Collected data:
---+---

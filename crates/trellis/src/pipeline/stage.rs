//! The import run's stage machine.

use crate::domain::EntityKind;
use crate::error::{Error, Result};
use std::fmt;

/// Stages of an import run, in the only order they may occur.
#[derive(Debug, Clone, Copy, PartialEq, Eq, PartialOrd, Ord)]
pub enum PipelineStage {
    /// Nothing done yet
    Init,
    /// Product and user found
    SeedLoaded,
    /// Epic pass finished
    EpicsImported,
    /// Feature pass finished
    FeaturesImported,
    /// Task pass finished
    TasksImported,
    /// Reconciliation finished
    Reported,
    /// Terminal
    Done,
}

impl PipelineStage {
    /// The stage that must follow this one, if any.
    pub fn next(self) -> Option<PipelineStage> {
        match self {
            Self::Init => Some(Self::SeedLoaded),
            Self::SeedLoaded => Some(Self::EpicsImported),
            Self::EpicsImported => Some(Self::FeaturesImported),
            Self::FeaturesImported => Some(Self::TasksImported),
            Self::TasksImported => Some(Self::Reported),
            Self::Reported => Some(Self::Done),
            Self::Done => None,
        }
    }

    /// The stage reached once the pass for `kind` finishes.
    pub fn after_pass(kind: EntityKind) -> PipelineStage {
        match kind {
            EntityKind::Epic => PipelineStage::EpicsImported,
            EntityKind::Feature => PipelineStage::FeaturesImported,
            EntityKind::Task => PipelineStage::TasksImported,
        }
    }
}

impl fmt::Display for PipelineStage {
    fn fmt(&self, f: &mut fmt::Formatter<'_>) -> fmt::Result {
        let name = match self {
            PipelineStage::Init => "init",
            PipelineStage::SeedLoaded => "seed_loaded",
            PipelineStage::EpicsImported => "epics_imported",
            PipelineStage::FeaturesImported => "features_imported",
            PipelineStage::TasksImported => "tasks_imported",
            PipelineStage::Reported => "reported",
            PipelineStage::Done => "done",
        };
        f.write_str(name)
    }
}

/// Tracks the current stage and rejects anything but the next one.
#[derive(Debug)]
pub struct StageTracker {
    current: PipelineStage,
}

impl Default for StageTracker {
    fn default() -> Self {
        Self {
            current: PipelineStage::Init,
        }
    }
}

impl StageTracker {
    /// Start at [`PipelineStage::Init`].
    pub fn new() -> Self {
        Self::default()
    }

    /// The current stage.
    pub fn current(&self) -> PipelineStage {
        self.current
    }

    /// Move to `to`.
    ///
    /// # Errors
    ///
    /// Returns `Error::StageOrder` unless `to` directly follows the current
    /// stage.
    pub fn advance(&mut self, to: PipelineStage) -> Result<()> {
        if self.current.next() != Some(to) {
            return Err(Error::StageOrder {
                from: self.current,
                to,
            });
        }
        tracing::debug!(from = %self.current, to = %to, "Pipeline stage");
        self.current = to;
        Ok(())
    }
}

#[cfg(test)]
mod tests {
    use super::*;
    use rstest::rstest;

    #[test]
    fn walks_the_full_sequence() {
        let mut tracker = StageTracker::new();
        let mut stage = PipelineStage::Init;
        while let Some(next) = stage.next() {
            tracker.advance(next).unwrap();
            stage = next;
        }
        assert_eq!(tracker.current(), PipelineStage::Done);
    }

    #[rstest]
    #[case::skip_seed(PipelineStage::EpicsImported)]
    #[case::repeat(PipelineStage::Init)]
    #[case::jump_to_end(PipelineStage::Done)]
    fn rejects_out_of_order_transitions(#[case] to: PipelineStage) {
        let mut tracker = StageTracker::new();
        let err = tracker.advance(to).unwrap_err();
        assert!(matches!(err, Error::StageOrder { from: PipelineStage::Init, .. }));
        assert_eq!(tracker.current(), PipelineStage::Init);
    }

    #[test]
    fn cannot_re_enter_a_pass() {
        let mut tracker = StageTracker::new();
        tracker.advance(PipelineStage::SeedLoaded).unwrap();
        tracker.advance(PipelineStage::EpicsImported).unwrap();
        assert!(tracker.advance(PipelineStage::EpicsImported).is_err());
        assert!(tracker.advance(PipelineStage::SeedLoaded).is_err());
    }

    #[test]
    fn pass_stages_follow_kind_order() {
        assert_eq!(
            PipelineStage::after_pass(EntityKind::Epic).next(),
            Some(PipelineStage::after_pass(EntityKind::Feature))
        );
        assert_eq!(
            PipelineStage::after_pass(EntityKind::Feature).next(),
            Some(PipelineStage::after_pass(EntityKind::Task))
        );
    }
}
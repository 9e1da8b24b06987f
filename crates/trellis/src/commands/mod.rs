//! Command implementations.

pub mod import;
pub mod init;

---+---

*WHAT NEEDS TO BE DONE*
Transcribe each entry precisely, missing none.

*EXERCISE RESPONSE*
filename crates/trellis/src/pipeline/stage.rs
//! The import run's stage machine.

use crate::domain::EntityKind;
use crate::error::{Error, Result};
use std::fmt;

/// Stages of an import run, in the only order they may occur.
#[derive(Debug, Clone, Copy, PartialEq, Eq, PartialOrd, Ord)]
pub enum PipelineStage {
    /// Nothing done yet
    Init,
    /// Product and user found
    SeedLoaded,
    /// Epic pass finished
    EpicsImported,
    /// Feature pass finished
    FeaturesImported,
    /// Task pass finished
    TasksImported,
    /// Reconciliation finished
    Reported,
    /// Terminal
    Done,
}

impl PipelineStage {
    /// The stage that must follow this one, if any.
    pub fn next(self) -> Option<PipelineStage> {
        match self {
            Self::Init => Some(Self::SeedLoaded),
            Self::SeedLoaded => Some(Self::EpicsImported),
            Self::EpicsImported => Some(Self::FeaturesImported),
            Self::FeaturesImported => Some(Self::TasksImported),
            Self::TasksImported => Some(Self::Reported),
            Self::Reported => Some(Self::Done),
            Self::Done => None,
        }
    }

    /// The stage reached once the pass for `kind` finishes.
    pub fn after_pass(kind: EntityKind) -> PipelineStage {
        match kind {
            EntityKind::Epic => PipelineStage::EpicsImported,
            EntityKind::Feature => PipelineStage::FeaturesImported,
            EntityKind::Task => PipelineStage::TasksImported,
        }
    }
}

impl fmt::Display for PipelineStage {
    fn fmt(&self, f: &mut fmt::Formatter<'_>) -> fmt::Result {
        let name = match self {
            PipelineStage::Init => "init",
            PipelineStage::SeedLoaded => "seed_loaded",
            PipelineStage::EpicsImported => "epics_imported",
            PipelineStage::FeaturesImported => "features_imported",
            PipelineStage::TasksImported => "tasks_imported",
            PipelineStage::Reported => "reported",
            PipelineStage::Done => "done",
        };
        f.write_str(name)
    }
}

/// Tracks the current stage and rejects anything but the next one.
#[derive(Debug)]
pub struct StageTracker {
    current: PipelineStage,
}

impl Default for StageTracker {
    fn default() -> Self {
        Self {
            current: PipelineStage::Init,
        }
    }
}

impl StageTracker {
    /// Start at [`PipelineStage::Init`].
    pub fn new() -> Self {
        Self::default()
    }

    /// The current stage.
    pub fn current(&self) -> PipelineStage {
        self.current
    }

    /// Move to `to`.
    ///
    /// # Errors
    ///
    /// Returns `Error::StageOrder` unless `to` directly follows the current
    /// stage.
    pub fn advance(&mut self, to: PipelineStage) -> Result<()> {
        if self.current.next() != Some(to) {
            return Err(Error::StageOrder {
                from: self.current,
                to,
            });
        }
        tracing::debug!(from = %self.current, to = %to, "Pipeline stage");
        self.current = to;
        Ok(())
    }
}

#[cfg(test)]
mod tests {
    use super::*;
    use rstest::rstest;

    #[test]
    fn walks_the_full_sequence() {
        let mut tracker = StageTracker::new();
        let mut stage = PipelineStage::Init;
        while let Some(next) = stage.next() {
            tracker.advance(next).unwrap();
            stage = next;
        }
        assert_eq!(tracker.current(), PipelineStage::Done);
    }

    #[rstest]
    #[case::skip_seed(PipelineStage::EpicsImported)]
    #[case::repeat(PipelineStage::Init)]
    #[case::jump_to_end(PipelineStage::Done)]
    fn rejects_out_of_order_transitions(#[case] to: PipelineStage) {
        let mut tracker = StageTracker::new();
        let err = tracker.advance(to).unwrap_err();
        assert!(matches!(err, Error::StageOrder { from: PipelineStage::Init, .. }));
        assert_eq!(tracker.current(), PipelineStage::Init);
    }

    #[test]
    fn cannot_re_enter_a_pass() {
        let mut tracker = StageTracker::new();
        tracker.advance(PipelineStage::SeedLoaded).unwrap();
        tracker.advance(PipelineStage::EpicsImported).unwrap();
        assert!(tracker.advance(PipelineStage::EpicsImported).is_err());
        assert!(tracker.advance(PipelineStage::SeedLoaded).is_err());
    }

    #[test]
    fn pass_stages_follow_kind_order() {
        assert_eq!(
            PipelineStage::after_pass(EntityKind::Epic).next(),
            Some(PipelineStage::after_pass(EntityKind::Feature))
        );
        assert_eq!(
            PipelineStage::after_pass(EntityKind::Feature).next(),
            Some(PipelineStage::after_pass(EntityKind::Task))
        );
    }
}
repository 9e1da8b24b06987f
filename crates/trellis/src/commands/mod.rs
//! Command implementations.

pub mod import;
pub mod init;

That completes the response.